It won’t take all of us to go through a miscarriage, the loss of a best friend, and the passing of our dearest parent, to help us evaluate what our business world really wants and needs.
But it’s exactly how a transformation in her career approach unfolded for Natalie South*. She shares her story so that your new year can benefit from her crystal clear hindsight.

“I was laying in a hospital bed, recovering from a miscarriage, coupled with sheer exhaustion and grief, when the penny finally dropped.

For 20 years, everyone around me had known me as this ‘ballsy’ kind of business focused woman who just seemed to want a career and a name in the professional spotlight.

I look back now and realise that I’d switched off much of the ‘personal’ side of myself, avoiding deep friendships, and always being pretty terrible in romantic relationships – to the point I stopped dating with any considered intent.

From my early 20’s until my early 40’s, I’d managed to develop this tough persona, of someone who ran her business ruthlessly and was, by all accounts, successful.

What people didn’t know about me was, I was the shadow of who I felt I ought to be or wanted to really be.

Very few knew about the softer side of me, the fact I still longed to be a parent, the fact I hated living on my own in my fabulous apartment and being seen out at all the ‘right events’ in my Reiss and Karen Millen dresses, and with the perfectly matching shoes and bags.

It was like my cover, my armour. It was the distraction from who my authentic self was and wanted to one day show the world.

Then, on New Year’s Day three years ago, having lost my best friend in a car accident two weeks before Christmas, and watched my beloved mum give in to her cancer fight just three weeks before that, I was then laying alone in a hospital bed as a result of a miscarriage.

It was exceptionally early stages in a pregnancy which was unplanned, accidental, and had happened as a result of a drunken night with a business acquaintance who I know – to my shame – is married and has his own young family.

I’d only realised I might be pregnant days before, but all the same, it was a deep blow at my age, and something which brought so many things crashing to a head.

There in that hospital ward, I knew life had to change and that it was time to switch the persona of this aggressive accomplished businesswoman, for someone who could be authentic, and realise what she truly wanted to bring to the world – and to herself.

It was amazing how quickly the answers started to unravel that day.
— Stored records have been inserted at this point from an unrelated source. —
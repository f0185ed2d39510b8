use crate::errors::TicketingError;
use chrono::{DateTime, NaiveDateTime, Utc};
use ledger_api::{Bytes32, TxHash, Wei};
use rust_decimal::Decimal;

const ETHER_DECIMALS: u32 = 18;

/// Formats accepted for a concert date without an explicit offset.
/// The first two match an HTML `datetime-local` field.
const NAIVE_DATE_FORMATS: &[&str] = &["%Y-%m-%dT%H:%M", "%Y-%m-%dT%H:%M:%S", "%Y-%m-%d %H:%M"];

/// Encodes an entity name into the contract's fixed 32-byte identifier.
pub fn encode_name(name: &str) -> Result<Bytes32, TicketingError> {
    Bytes32::from_text(name).ok_or_else(|| {
        TicketingError::InvalidArgument(format!(
            "name {:?} is {} bytes, at most 32 fit",
            name,
            name.len()
        ))
    })
}

/// Parses a decimal ether amount such as `"0.1"` into wei.
pub fn parse_ether(input: &str) -> Result<Wei, TicketingError> {
    let invalid = |why: &str| TicketingError::InvalidAmount(format!("{:?}: {}", input, why));

    let amount = Decimal::from_str_exact(input.trim()).map_err(|e| invalid(&e.to_string()))?;
    if amount.is_sign_negative() {
        return Err(invalid("amount is negative"));
    }
    let scale = amount.scale();
    if scale > ETHER_DECIMALS {
        return Err(invalid("more than 18 decimal places"));
    }
    let mantissa = u128::try_from(amount.mantissa()).map_err(|_| invalid("amount is negative"))?;
    mantissa
        .checked_mul(10u128.pow(ETHER_DECIMALS - scale))
        .map(Wei)
        .ok_or_else(|| invalid("amount is too large"))
}

/// Parses the concert date field into Unix seconds, requiring an instant after `now`.
///
/// Dates without an offset are read as UTC.
pub fn parse_concert_date(input: &str, now: DateTime<Utc>) -> Result<u64, TicketingError> {
    let input = input.trim();
    if input.is_empty() {
        return Err(TicketingError::InvalidDate("date is empty".to_string()));
    }

    let instant = DateTime::parse_from_rfc3339(input)
        .map(|dt| dt.with_timezone(&Utc))
        .ok()
        .or_else(|| {
            NAIVE_DATE_FORMATS
                .iter()
                .find_map(|fmt| NaiveDateTime::parse_from_str(input, fmt).ok())
                .map(|naive| naive.and_utc())
        })
        .ok_or_else(|| TicketingError::InvalidDate(format!("cannot parse {:?}", input)))?;

    if instant <= now {
        return Err(TicketingError::InvalidDate(format!(
            "{} is not in the future",
            instant.to_rfc3339()
        )));
    }
    u64::try_from(instant.timestamp())
        .map_err(|_| TicketingError::InvalidDate(format!("{:?} is out of range", input)))
}

/// Explorer page of a submitted write: `<base-url>/<tx-id>`.
pub fn explorer_link(base: &str, tx: &TxHash) -> String {
    format!("{}/{}", base.trim_end_matches('/'), tx)
}

#[cfg(test)]
mod tests {
    use super::*;
    use chrono::{Duration, TimeZone};

    #[test]
    fn test_parse_ether() {
        assert_eq!(parse_ether("0.1").unwrap(), Wei(100_000_000_000_000_000));
        assert_eq!(parse_ether("2").unwrap(), Wei(2 * Wei::PER_ETHER));
        assert_eq!(parse_ether(" 0 ").unwrap(), Wei(0));
        assert_eq!(parse_ether("0.000000000000000001").unwrap(), Wei(1));
    }

    #[test]
    fn test_parse_ether_rejects_malformed() {
        for input in ["", "abc", "-1", "0.1.2", "0.0000000000000000001", "1,5"] {
            assert!(
                matches!(parse_ether(input), Err(TicketingError::InvalidAmount(_))),
                "accepted {:?}",
                input
            );
        }
    }

    #[test]
    fn test_parse_concert_date() {
        let now = Utc.with_ymd_and_hms(2025, 1, 1, 0, 0, 0).unwrap();
        let expected = Utc.with_ymd_and_hms(2025, 6, 21, 20, 30, 0).unwrap().timestamp() as u64;
        assert_eq!(parse_concert_date("2025-06-21T20:30", now).unwrap(), expected);
        assert_eq!(parse_concert_date("2025-06-21T20:30:00Z", now).unwrap(), expected);
        assert_eq!(parse_concert_date("2025-06-21T22:30:00+02:00", now).unwrap(), expected);
    }

    #[test]
    fn test_parse_concert_date_rejects_empty_garbage_and_past() {
        let now = Utc::now();
        let past = (now - Duration::days(1)).format("%Y-%m-%dT%H:%M").to_string();
        for input in ["", "   ", "tomorrow", past.as_str()] {
            assert!(
                matches!(parse_concert_date(input, now), Err(TicketingError::InvalidDate(_))),
                "accepted {:?}",
                input
            );
        }
    }

    #[test]
    fn test_encode_name_limit() {
        assert!(encode_name("Daft Punk").is_ok());
        assert!(matches!(
            encode_name(&"é".repeat(17)),
            Err(TicketingError::InvalidArgument(_))
        ));
    }

    #[test]
    fn test_explorer_link() {
        let tx = TxHash([1; 32]);
        let expected = format!("https://sepolia.etherscan.io/tx/{}", tx);
        assert_eq!(explorer_link("https://sepolia.etherscan.io/tx/", &tx), expected);
        assert_eq!(explorer_link("https://sepolia.etherscan.io/tx", &tx), expected);
    }
}
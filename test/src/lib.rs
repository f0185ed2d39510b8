pub mod cast;

#[cfg(test)]
mod promo_codes;
#[cfg(test)]
mod purchase_gate;
#[cfg(test)]
mod workflow;
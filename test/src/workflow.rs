use crate::cast::{Cast, init_tracing, next_month};
use anyhow::Result;
use client::registry::{create_artist, create_concert, get_artist, get_concert, next_id};
use client::submit_commands::submit_write;
use client::validation::{ValidatorRole, buy_ticket, validate_as};
use client::{TicketingError, TxStatus};
use ledger_api::{Bytes32, ContractCall, CounterKind, Wei};
use sandbox::InMemoryLedger;
use std::collections::HashMap;
use std::sync::Arc;
use std::time::Duration;
use tracing::info;

#[tokio::test]
async fn test_artist_id_is_discovered_from_counter() -> Result<()> {
    init_tracing();
    let cast = Cast::connect(Arc::new(InMemoryLedger::new())).await?;

    assert_eq!(next_id(&cast.artist, CounterKind::Artist).await?, 1);
    let created = create_artist(&cast.artist, "Daft Punk", 1).await?;
    assert_eq!(next_id(&cast.artist, CounterKind::Artist).await?, 2);
    assert_eq!(created.id, 1);

    let stored = get_artist(&cast.fan, created.id).await?;
    info!("Artist {} registered as {:?}", created.id, stored);
    assert_eq!(stored.name.to_text(), "Daft Punk");
    assert_eq!(stored.owner, cast.artist.identity().address());
    Ok(())
}

#[tokio::test]
async fn test_past_concert_date_is_rejected_before_any_write() -> Result<()> {
    init_tracing();
    let cast = Cast::connect(Arc::new(InMemoryLedger::new())).await?;
    let (artist_id, venue_id) = cast.register_profiles().await?;
    let writes_before = cast.ledger.submitted_count();

    let yesterday = (chrono::Utc::now() - chrono::Duration::days(1))
        .format("%Y-%m-%dT%H:%M")
        .to_string();
    let err = create_concert(&cast.venue, artist_id, venue_id, &yesterday, "0.1").await.err();
    assert!(matches!(err, Some(TicketingError::InvalidDate(_))));
    assert_eq!(cast.ledger.submitted_count(), writes_before);
    Ok(())
}

#[tokio::test]
async fn test_full_purchase_workflow() -> Result<()> {
    init_tracing();
    let cast = Cast::connect(Arc::new(InMemoryLedger::new())).await?;
    let (artist_id, venue_id) = cast.register_profiles().await?;
    let concert_id = cast.schedule(artist_id, venue_id, "0.25").await?;
    info!("Concert {} scheduled for artist {} at venue {}", concert_id, artist_id, venue_id);

    let concert = get_concert(&cast.fan, concert_id).await?;
    assert_eq!(concert.ticket_price, Wei(250_000_000_000_000_000));
    assert!(!concert.validated_by_artist && !concert.validated_by_venue);

    // Each party can only attest for itself.
    let err = validate_as(&cast.venue, concert_id, ValidatorRole::Artist).await.err();
    assert!(matches!(err, Some(TicketingError::NotAuthorized { .. })));

    validate_as(&cast.artist, concert_id, ValidatorRole::Artist).await?;
    validate_as(&cast.venue, concert_id, ValidatorRole::Venue).await?;

    // Flags are set once; a second attestation is refused by the ledger.
    let again = validate_as(&cast.artist, concert_id, ValidatorRole::Artist).await.err();
    assert!(matches!(again, Some(TicketingError::NotAuthorized { .. })));

    buy_ticket(&cast.fan, concert_id).await?;
    info!("Fan bought a ticket for concert {}", concert_id);
    let tickets = cast.ledger.tickets_of(cast.fan.identity().address());
    assert_eq!(tickets.len(), 1);
    assert_eq!(tickets[0].paid, Wei(250_000_000_000_000_000));
    Ok(())
}

#[tokio::test]
async fn test_concurrent_writes_are_tracked_independently() -> Result<()> {
    init_tracing();
    let ledger = Arc::new(InMemoryLedger::new().with_manual_mining());
    let cast = Cast::connect(Arc::clone(&ledger)).await?;
    let mut events = cast.artist.tracker().subscribe();

    let call = |name: &str| ContractCall::CreateArtist {
        name: Bytes32::from_text(name).unwrap(),
        royalty_rate: 1,
    };
    let mut first = submit_write(&cast.artist, call("Justice")).await?;
    let mut second = submit_write(&cast.artist, call("Air")).await?;

    // Nothing is final yet, and reads do not see the pending writes.
    assert!(matches!(
        first.confirmed_within(Duration::from_millis(20)).await,
        Err(TicketingError::Unconfirmed { .. })
    ));
    assert_eq!(next_id(&cast.artist, CounterKind::Artist).await?, 1);

    ledger.mine();
    first.confirmed_within(Duration::from_secs(5)).await?;
    second.confirmed_within(Duration::from_secs(5)).await?;
    assert_eq!(next_id(&cast.artist, CounterKind::Artist).await?, 3);

    let mut history: HashMap<u64, Vec<TxStatus>> = HashMap::new();
    while let Ok(tx) = events.try_recv() {
        history.entry(tx.id).or_default().push(tx.status);
    }
    assert_eq!(history.len(), 2);
    for statuses in history.values() {
        assert_eq!(statuses, &vec![TxStatus::Submitted, TxStatus::Pending, TxStatus::Confirmed]);
    }
    Ok(())
}

#[tokio::test]
async fn test_concert_with_unknown_profiles_is_rejected_by_ledger() -> Result<()> {
    init_tracing();
    let cast = Cast::connect(Arc::new(InMemoryLedger::new())).await?;
    let err = create_concert(&cast.venue, 1, 1, &next_month(), "0.1").await.err();
    match err {
        Some(TicketingError::LedgerRejected { reason, tx, .. }) => {
            assert_eq!(reason.as_deref(), Some("Artist does not exist"));
            assert!(tx.is_some());
        }
        other => panic!("unexpected outcome: {:?}", other),
    }
    Ok(())
}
I knew that stopping my current regime and ‘way of life’ was the only way to live a happier and healthier life.

That afternoon, I called my brother – who I saw very rarely – and humbly asked him to buy me some supermarket jogging pants to leave the hospital in. I left my work suit on the side of the chair when I walked from the ward that day, and it was as if I had started to shed my uncomfortable skin.

I’m not going to say the next few weeks and months were easy, but I took medical advice to rest more, I accepted more help from friends and loved ones, I welcomed people to be hosted by me with my lousy cooking skills (something I was deeply ashamed of), and I explored all kinds of ideas and options for my future self.

My business life had always been in property and with investors and financiers. It was cut and thrust….and there’s not one thing I can really say I liked about it.

What it had taught me, however, was that there was way too much disconnect between those who could afford a LOT of property, and those who can’t afford it at all.

My heart had always been most hit by stories of women who had had to escape domestic abuse, or children who had ended up on the streets because of broken homes and disadvantage.

I decided my future would like in a social enterprise designed around finding housing for those in such circumstances, and in educating them to be able to pay for the demands of home-owning, to run a home, and to continue to give back to their surrounding community.

Today, I’m proud to say that that project is really motoring – although there’s still some way to go.

Urged by a coach to do so, I wrote a letter with true authenticity, to so many of the former financiers and property investors I’d met throughout the years. I explained my mental health experiences and my desire to make positive changes and to be true to myself in a greater quest.

Their response was phenomenal.

Today, I’m not rolling in money, but I’m in the early stages of a social enterprise which really makes me want to get out of bed in the morning, and which truly makes me feel glad of who and what I am.

Now, when it comes around to the period of New Year when we’re all making changes, I think back to that time and am grateful in many respects for the ‘moment’ which allowed me to find my authentic self.

I’d highly recommend to anyone who is going through that frustrated sense of being less than authentic, that they reach out for someone they can work with as an authentic coach or confidante to help steer them.

Happiness comes in all sorts of shapes and sizes, and I’m so pleased I’ve finally connected with mine.”

**Names have been changed to protect identity.